A comparison is performed: between the feature points 801, 951; between the feature points 802, 952; between the feature points 803, 953; between the feature points 804, 954; between the feature points 805, 955; and between the feature points 806, 956. According to the aftermentioned method (FIG. 10), the two images are not coincident between the feature points 802, 952, so that the coach 800 and the coach 850 are determined to be different objects.
[Example of Comparative Determination Method]
In FIG. 10(K), the horizontal axis represents a phase (which encompasses angle, distance and color), and the vertical axis represents a coincidence degree between an original image and a comparing CAD image. When the two images are compared at corresponding feature points while deviating the comparing CAD image, the coincidence degree with the original image has a value in the range of 0 and 1. When the two images are coincident with each other, the coincidence degree becomes 0, whereas, when the two images are not coincident with each other, the coincidence degree becomes 1. Between two CAD images, a comparing CAD image can be fully coincident with an original CAD image at one phase. However, an original image includes noise, and thereby perfect coincidence never occurs. Therefore, the coincidence degree is plotted as a line 1002 along with a change in phase of the comparing CAD image. If the two images are not coincident at all, the coincidence degree is plotted as a straight line 1003.
FIG. 10(L) illustrates curves in the example for coincidence in FIG. 8 and curves in the example for non-coincidence in FIG. 9. In FIG. 10(L)A, a feature point 1, a feature point 2, a feature point 3, a feature point 4, a feature point 5 and a feature point 6 correspond, respectively, to the feature point 803, the feature point 801, the feature point 802, the feature point 806, the feature point 805 and the feature point 804. In FIG. 10(L)A, the coincidence degree has a minimum value at a certain same phase value, at any feature point other than the feature point 805 which is not extracted. Thus, it is determined that the original image and the comparing CAD image are coincident with each other. On the other hand, in FIG. 10(L)B, as a result of comparison performed in the same manner, at the feature point 3, the coincidence degree has a minimum value at a phase value of the comparing CAD image different from that at the remaining feature points. Thus, it is determined that the original image and the comparative CAD image are not coincident with each other.

EXPLANATION OF CODES

100: image recognition system
101: server
102: mother database (MDB)
103: connection
104: network (or Internet)
105 a to 105 d: terminal device

Claims

1. An image recognition system comprising: a nontransitory processor readable medium that stores a mother database (MDB) created from a database for configuring an object; a generic object recognition section; and an object recognition section, wherein:

the generic object recognition section is operable to estimate a category group using a feature value obtained from an input image; and

the object recognition section is operable to compare a feature value represented by feature data about each of one or more objects belonging to a category narrowed down by the generic object recognition section and extracted from the MDB, with the feature value extracted from the input image, for each of a plurality of points including a structure of the input image, to thereby identify the object.
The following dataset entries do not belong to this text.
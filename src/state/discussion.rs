//! Discussion transitions.

use reqwest::Method;

use super::StateError;
use super::application::to_body;
use super::resources::{DiscussionResource, DiscussionState};
use crate::link::{TemplateVars, rel};
use crate::model::{Comment, Discussion, Gedcomx};
use crate::modifier::RequestModifier;

impl DiscussionState {
    /// The comments of the discussion, as a discussion whose `comments`
    /// are populated.
    ///
    /// # Errors
    ///
    /// Returns [`StateError`] on transport failure or an error status.
    pub async fn read_comments(
        &self,
        modifiers: &[&dyn RequestModifier],
    ) -> Result<Option<DiscussionState>, StateError> {
        self.follow::<DiscussionResource>(
            Method::GET,
            rel::COMMENTS,
            &TemplateVars::new(),
            None,
            modifiers,
        )
        .await
    }

    /// Adds a comment through the `comments` relation of this discussion.
    ///
    /// # Errors
    ///
    /// Returns [`StateError`] on serialization or transport failure or an error status.
    pub async fn add_comment(
        &self,
        comment: Comment,
        modifiers: &[&dyn RequestModifier],
    ) -> Result<Option<DiscussionState>, StateError> {
        let body = to_body(&Gedcomx::with_discussion(Discussion {
            comments: vec![comment],
            ..Discussion::default()
        }))?;
        self.follow::<DiscussionResource>(
            Method::POST,
            rel::COMMENTS,
            &TemplateVars::new(),
            Some(body),
            modifiers,
        )
        .await
    }

    /// # Errors
    ///
    /// Returns [`StateError`] on serialization or transport failure or an error status.
    pub async fn update(
        &self,
        discussion: Discussion,
        modifiers: &[&dyn RequestModifier],
    ) -> Result<DiscussionState, StateError> {
        self.post(&Gedcomx::with_discussion(discussion), modifiers).await
    }
}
2. The image recognition system as defined in claim 1, wherein, when more detailed data about the identified object can be obtained directly from the input image or from a link destination of the input image, the MDB is subjected to at least one of evolution, update, split, integration, extension and correction, based on the obtained data.

3. The image recognition system as defined in claim 2, wherein, in a situation where the generic object recognition section fails to identify a category, and then the object recognition section identifies the object, a feature value created from the MDB is additionally registered as category discrimination information for the generic object recognition section.

4. The image recognition system as defined in claim 3, wherein, when a new unregistered database of an object is found, detailed database about the object is registered into the MDB, and additionally registered as category discrimination information for the generic object recognition section.

5. The image recognition system as defined in any claim 4, wherein, when the object recognition section fails to identify the object, the object is discriminated based on information other than image information obtained from the input image and/or collective intelligence, and detailed database about the object is registered into the MDB and additionally registered as category discrimination information for the generic object recognition section.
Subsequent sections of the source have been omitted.